Madison and I finally got around to seeing The Dark Knight on Sunday. Wow. Even though every single person that has seen it has had nothing but amazing things to say, I still had my doubts that it was as good as everyone said. Oh, but it was. Heath Ledger's Joker honestly gave me the creeps. Whenever his voice would go from that creepy, almost falsetto to a deep growl, I got chills. The Joker is just a scary motherfucker, for lack of a better word. He really has no motive besides wanting to see everyone miserable and the world in choas, and that is one dangerous son of a bitch. Also, I think it's a shame that a lot of reviews leave out how good Aaron Eckhart was as Harvey Dent/Two Face. I'd like to know how long it took to do Two Face's makeup. That eyeball? Ugh. But Christian Bale? No words necessary, although I still picture him as Patrick Bateman sometimes, and that has a tendency to kill any sort of attraction.
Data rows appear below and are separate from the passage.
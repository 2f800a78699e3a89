//! Data provider trait and structured error types.
//!
//! The DataProvider trait abstracts over price sources (Yahoo Finance, CSV
//! import, synthetic) so the pipeline can swap implementations and tests can
//! substitute an in-memory table.

use super::table::PriceTable;
use crate::domain::{Period, PriceSeries, SeriesError};
use serde::{Deserialize, Serialize};
use std::path::PathBuf;
use thiserror::Error;
use tracing::{debug, info};

/// Structured error types for data operations.
#[derive(Debug, Error)]
pub enum DataError {
    #[error("no price data for '{symbol}' over period {period} (unknown or delisted symbol?)")]
    DataUnavailable { symbol: String, period: Period },

    #[error("cannot locate close prices for '{symbol}': {detail}")]
    ColumnResolution { symbol: String, detail: String },

    #[error("network unreachable: {0}")]
    NetworkUnreachable(String),

    #[error("rate limited by provider (retry after {retry_after_secs}s)")]
    RateLimited { retry_after_secs: u64 },

    #[error("provider refused the request (HTTP {status})")]
    AccessDenied { status: u16 },

    #[error("HTTP {status} for '{symbol}'")]
    Http { status: u16, symbol: String },

    #[error("response format changed: {0}")]
    ResponseFormatChanged(String),

    #[error("cannot read {}: {source}", .path.display())]
    Io {
        path: PathBuf,
        #[source]
        source: std::io::Error,
    },

    #[error("CSV error: {0}")]
    Csv(#[from] csv::Error),

    #[error("malformed price series for '{symbol}': {source}")]
    Malformed {
        symbol: String,
        #[source]
        source: SeriesError,
    },
}

/// Where the data came from.
#[derive(Debug, Clone, Copy, PartialEq, Eq, Serialize, Deserialize)]
#[serde(rename_all = "snake_case")]
pub enum DataSource {
    YahooFinance,
    CsvImport,
    Synthetic,
}

/// Trait for price data providers.
///
/// A provider returns the raw table in whatever column layout its source
/// uses; [`fetch_price_series`] resolves it into the canonical series.
pub trait DataProvider: Send + Sync {
    /// Human-readable name of this provider.
    fn name(&self) -> &str;

    fn source(&self) -> DataSource;

    /// Fetch daily prices for a symbol over a period.
    fn fetch(&self, symbol: &str, period: Period) -> Result<PriceTable, DataError>;
}

/// Fetch a symbol's close-price history and normalize it into a `PriceSeries`.
///
/// Fails with `DataUnavailable` when the provider has no rows, or no rows
/// with a close price, for the symbol/period.
pub fn fetch_price_series(
    provider: &dyn DataProvider,
    symbol: &str,
    period: Period,
) -> Result<PriceSeries, DataError> {
    info!(provider = provider.name(), symbol, %period, "fetching price data");

    let table = provider.fetch(symbol, period)?;
    let unavailable = || DataError::DataUnavailable {
        symbol: symbol.to_string(),
        period,
    };

    if table.is_empty() {
        return Err(unavailable());
    }

    let points = table.resolve_close(symbol)?;
    if points.is_empty() {
        return Err(unavailable());
    }

    let series = PriceSeries::new(symbol, points).map_err(|source| DataError::Malformed {
        symbol: symbol.to_string(),
        source,
    })?;

    debug!(
        rows = series.len(),
        first = %series.points()[0].date,
        last = %series.latest().date,
        "price series ready"
    );
    Ok(series)
}
//! Strategy configuration.
//!
//! Every field has a default, so an empty TOML file (or none at all) gives
//! the standard setup: one year of history, a 20-period window, 5% stop,
//! 10% target, last five rows shown.
//!
//! ```toml
//! period = "6mo"
//! window = 10
//! stop_loss_pct = 0.03
//! take_profit_pct = 0.08
//! tail_rows = 10
//! ```

use crate::domain::Period;
use crate::error::ParamError;
use crate::indicators::Momentum;
use crate::risk::{FixedPercentLevels, DEFAULT_STOP_LOSS_PCT, DEFAULT_TAKE_PROFIT_PCT};
use serde::{Deserialize, Serialize};
use std::path::{Path, PathBuf};
use thiserror::Error;

pub const DEFAULT_WINDOW: i64 = 20;
pub const DEFAULT_TAIL_ROWS: usize = 5;

#[derive(Debug, Error)]
pub enum ConfigError {
    #[error("read config file {}: {source}", .path.display())]
    Read {
        path: PathBuf,
        #[source]
        source: std::io::Error,
    },

    #[error("parse config TOML: {0}")]
    Parse(#[from] toml::de::Error),
}

/// Pipeline parameters for one run.
#[derive(Debug, Clone, PartialEq, Serialize, Deserialize)]
#[serde(default, deny_unknown_fields)]
pub struct StrategyConfig {
    pub period: Period,
    pub window: i64,
    pub stop_loss_pct: f64,
    pub take_profit_pct: f64,
    pub tail_rows: usize,
}

impl Default for StrategyConfig {
    fn default() -> Self {
        Self {
            period: Period::default(),
            window: DEFAULT_WINDOW,
            stop_loss_pct: DEFAULT_STOP_LOSS_PCT,
            take_profit_pct: DEFAULT_TAKE_PROFIT_PCT,
            tail_rows: DEFAULT_TAIL_ROWS,
        }
    }
}

impl StrategyConfig {
    /// Load a config from a TOML file.
    pub fn from_file(path: &Path) -> Result<Self, ConfigError> {
        let content = std::fs::read_to_string(path).map_err(|source| ConfigError::Read {
            path: path.to_path_buf(),
            source,
        })?;
        Self::from_toml(&content)
    }

    /// Parse a config from a TOML string.
    pub fn from_toml(content: &str) -> Result<Self, ConfigError> {
        Ok(toml::from_str(content)?)
    }

    /// Check every numeric parameter without touching any data.
    pub fn validate(&self) -> Result<(Momentum, FixedPercentLevels), ParamError> {
        let momentum = Momentum::new(self.window)?;
        let levels = FixedPercentLevels::new(self.stop_loss_pct, self.take_profit_pct)?;
        Ok((momentum, levels))
    }
}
Can we just take a moment to reflect on how sexy of a superhero Batman is? I mean, honestly. It's a damn shame he is not for real because I would be lining up to get a piece of that. Wears an all black suit complete with muscles, lives in a sweet penthouse with possibly the coolest butler ever, drives nice cars, AND saves lives at night for no other reason besides he wants to see the world as a better place. Plus, he doesn't ever try to kill anyone, just defend himself or protect someone else, and he doesn't use guns, just his hands and nifty little gadgets. My god. I would fall off a building voluntarily if it meant Batman would swoop down and scoop me up. Just sayin'. I don't even like superheroes usually. Spiderman? Total nerd, and not in a cute, endearing way. The Incredible Hulk? Ehh, kind of would not like to be around him. Batman and/or Iron Man? Yes, please.
My boy B-Mac got drilled in the game against the Phillies! Poor guy. He has a minor concussion, and I think he is going to be out for a couple of games. I'll wear my jersey for good luck for him. Get better, Fatty McCann.